- Your instructions -
The word "ShowKey" occurs in some lines of the listing. Copy those lines.

Information below:

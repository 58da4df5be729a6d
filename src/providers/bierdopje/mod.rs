/*!
 * BierDopje subtitle provider.
 *
 * BierDopje serves Dutch and English subtitles for TV episodes. Shows are
 * addressed either by their TVDB id or by an internal show id that is
 * resolved from the series name and cached for a long time.
 *
 * - `client`: HTTP calls and response classification
 * - `dto`: XML response documents
 * - `subtitle`: the subtitle type and its match scoring
 */

use std::collections::HashSet;
use std::sync::Arc;
use async_trait::async_trait;
use futures::future::try_join_all;
use isolang::Language;
use log::{debug, info, warn};

use crate::app_config::ProviderSettings;
use crate::cache::ExpiringCache;
use crate::errors::ProviderError;
use crate::language_utils;
use crate::providers::SubtitleProvider;
use crate::providers::transport::HttpTransport;
use crate::text_encoding::decode_best_effort;
use crate::validation::{SrtValidator, SubtitleValidator};
use crate::video::Episode;

pub mod client;
pub mod dto;
pub mod subtitle;

pub use client::ApiClient;
pub use subtitle::BierDopjeSubtitle;

use dto::ResultEntry;

/// Name the provider reports
pub const PROVIDER_NAME: &str = "bierdopje";

/// Languages the service carries subtitles for
pub const SUPPORTED_LANGUAGES: [Language; 2] = [Language::Eng, Language::Nld];

/// Cache key of a show lookup: lowercased series name and optional year
pub type ShowKey = (String, Option<u16>);

/// Show id lookups; `None` records that the series is unknown
pub type ShowCache = ExpiringCache<ShowKey, Option<u32>>;

/// BierDopje provider
#[derive(Debug)]
pub struct BierDopjeProvider {
    /// API client
    client: ApiClient,
    /// Memoized show id lookups
    show_cache: ShowCache,
    /// Acceptance check for downloaded text
    validator: Arc<dyn SubtitleValidator>,
    /// Languages the provider searches
    languages: HashSet<Language>,
}

impl BierDopjeProvider {
    /// Create a provider talking to the service over `reqwest`
    pub fn new(settings: ProviderSettings) -> Self {
        Self::from_client(ApiClient::new(settings))
    }

    /// Create a provider talking to the service over `transport`
    pub fn with_transport(settings: ProviderSettings, transport: Arc<dyn HttpTransport>) -> Self {
        Self::from_client(ApiClient::with_transport(settings, transport))
    }

    fn from_client(client: ApiClient) -> Self {
        let languages = enabled_languages(client.settings());
        Self {
            client,
            show_cache: ShowCache::new(),
            validator: Arc::new(SrtValidator::new()),
            languages,
        }
    }

    /// Share a show cache with other provider instances
    pub fn with_show_cache(mut self, show_cache: ShowCache) -> Self {
        self.show_cache = show_cache;
        self
    }

    /// Replace the subtitle validator
    pub fn with_validator(mut self, validator: Arc<dyn SubtitleValidator>) -> Self {
        self.validator = validator;
        self
    }

    /// Show id cache in use
    pub fn show_cache(&self) -> &ShowCache {
        &self.show_cache
    }

    /// Find the show id of `series` with optional `year`
    ///
    /// # Arguments
    /// * `series` - Series of the episode, in lowercase
    /// * `year` - Year of the series, if any
    ///
    /// # Returns
    /// * `Result<Option<u32>, ProviderError>` - The show id, or `None` if the series is unknown.
    ///   Answers, including `None`, are cached for the show expiration window; errors are not.
    pub async fn find_show_id(&self, series: &str, year: Option<u16>) -> Result<Option<u32>, ProviderError> {
        let series = series.to_lowercase();
        let key: ShowKey = (series.clone(), year);
        let ttl = self.client.settings().show_expiration();

        self.show_cache
            .get_or_compute(key, ttl, || self.search_show_id(&series, year))
            .await
    }

    async fn search_show_id(&self, series: &str, year: Option<u16>) -> Result<Option<u32>, ProviderError> {
        debug!("Searching for series {:?}", series);
        let document = self
            .client
            .get("FindShowByName/{series}", &[("series", series.to_string())])
            .await?;

        if !document.has_results() {
            info!("Series {:?} not found", series);
            return Ok(None);
        }

        select_show_id(document.results(), series, year)
    }

    /// Search subtitles for one episode in one language
    ///
    /// # Arguments
    /// * `language` - Language of the subtitles
    /// * `season` / `episode` - Episode to search for
    /// * `tvdb_id` - TVDB id of the series; takes precedence over `series`
    /// * `series` - Series name, resolved to a show id when no TVDB id is given
    /// * `year` - Year of the series, used to resolve `series`
    ///
    /// # Returns
    /// * `Result<Vec<BierDopjeSubtitle>, ProviderError>` - Candidates in response order; empty
    ///   when the show is unknown or has no subtitles
    pub async fn query(
        &self,
        language: Language,
        season: u32,
        episode: u32,
        tvdb_id: Option<u32>,
        series: Option<&str>,
        year: Option<u16>,
    ) -> Result<Vec<BierDopjeSubtitle>, ProviderError> {
        if !self.languages.contains(&language) {
            return Err(ProviderError::UnsupportedLanguage(language.to_name().to_string()));
        }
        let language_code = language_utils::to_alpha2(language)
            .map_err(|e| ProviderError::UnsupportedLanguage(e.to_string()))?;

        let (show_id, is_tvdb_id) = match (tvdb_id, series) {
            (Some(tvdb_id), _) => (tvdb_id, true),
            (None, Some(series)) => match self.find_show_id(series, year).await? {
                Some(show_id) => (show_id, false),
                None => return Ok(Vec::new()),
            },
            (None, None) => return Err(ProviderError::MissingShowIdentifier),
        };

        let params = [
            ("showid", show_id.to_string()),
            ("season", season.to_string()),
            ("episode", episode.to_string()),
            ("language", language_code.to_string()),
            ("istvdbid", is_tvdb_id.to_string()),
        ];
        debug!("Searching subtitles {:?}", params);
        let document = self
            .client
            .get("GetAllSubsFor/{showid}/{season}/{episode}/{language}/{istvdbid}", &params)
            .await?;

        if !document.has_results() {
            debug!("No subtitle found");
            return Ok(Vec::new());
        }

        debug!("Found {} subtitles", document.results().len());
        document
            .results()
            .iter()
            .map(|result| -> Result<BierDopjeSubtitle, ProviderError> {
                Ok(BierDopjeSubtitle::new(
                    language,
                    season,
                    episode,
                    tvdb_id,
                    series.map(str::to_string),
                    year,
                    result.file_name()?,
                    result.download_link()?,
                ))
            })
            .collect()
    }
}

/// Configured languages the service carries; unknown codes are dropped
fn enabled_languages(settings: &ProviderSettings) -> HashSet<Language> {
    settings
        .languages
        .iter()
        .filter_map(|code| match language_utils::parse_language(code) {
            Ok(language) if SUPPORTED_LANGUAGES.contains(&language) => Some(language),
            Ok(language) => {
                warn!("BierDopje has no {} subtitles, ignoring it", language.to_name());
                None
            }
            Err(e) => {
                warn!("{}", e);
                None
            }
        })
        .collect()
}

/// Pick the show id among search results
///
/// An exact `"<series> (<year>)"` name wins when a year is given, then an
/// exact series name, and otherwise the first result is taken as the best
/// guess of the fuzzy search.
pub fn select_show_id(results: &[ResultEntry], series: &str, year: Option<u16>) -> Result<Option<u32>, ProviderError> {
    if let Some(year) = year {
        let with_year = format!("{} ({})", series, year);
        if let Some(result) = results.iter().find(|r| r.show_name().to_lowercase() == with_year) {
            return result.show_id().map(Some);
        }
    }

    if let Some(result) = results.iter().find(|r| r.show_name().to_lowercase() == series) {
        return result.show_id().map(Some);
    }

    match results.first() {
        Some(result) => {
            debug!("No exact match for {:?}, using {:?}", series, result.show_name());
            result.show_id().map(Some)
        }
        None => {
            info!("Series {:?} not found", series);
            Ok(None)
        }
    }
}

#[async_trait]
impl SubtitleProvider for BierDopjeProvider {
    type Subtitle = BierDopjeSubtitle;

    fn name(&self) -> &'static str {
        PROVIDER_NAME
    }

    fn languages(&self) -> &HashSet<Language> {
        &self.languages
    }

    async fn initialize(&mut self) -> Result<(), ProviderError> {
        self.client.open()
    }

    async fn terminate(&mut self) -> Result<(), ProviderError> {
        self.client.close();
        Ok(())
    }

    async fn list_subtitles(
        &self,
        video: &Episode,
        languages: &[Language],
    ) -> Result<Vec<BierDopjeSubtitle>, ProviderError> {
        let languages: Vec<Language> = languages
            .iter()
            .copied()
            .filter(|language| {
                let supported = self.languages.contains(language);
                if !supported {
                    debug!("Skipping unsupported language {}", language.to_name());
                }
                supported
            })
            .collect();
        if languages.is_empty() {
            return Ok(Vec::new());
        }

        // Resolve the show once so the per-language queries hit the cache
        if let (None, Some(series)) = (video.tvdb_id, video.series.as_deref()) {
            if self.find_show_id(series, video.year).await?.is_none() {
                return Ok(Vec::new());
            }
        }

        let queries = languages.into_iter().map(|language| {
            self.query(
                language,
                video.season,
                video.episode,
                video.tvdb_id,
                video.series.as_deref(),
                video.year,
            )
        });

        // try_join_all keeps the input order
        let per_language = try_join_all(queries).await?;
        Ok(per_language.into_iter().flatten().collect())
    }

    async fn download_subtitle(&self, subtitle: &mut BierDopjeSubtitle) -> Result<(), ProviderError> {
        let bytes = self.client.download_raw(subtitle.download_link()).await?;
        let text = decode_best_effort(&bytes);

        if !self.validator.is_valid(&text) {
            warn!("Downloaded subtitle {:?} is not a valid subtitle", subtitle.filename());
            return Err(ProviderError::InvalidSubtitle(subtitle.filename().to_string()));
        }

        subtitle.set_content(text);
        Ok(())
    }
}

End of Information.

- Solution for this exercise -
pub type ShowKey = (String, Option<u16>);
pub type ShowCache = ExpiringCache<ShowKey, Option<u32>>;
        let key: ShowKey = (series.clone(), year);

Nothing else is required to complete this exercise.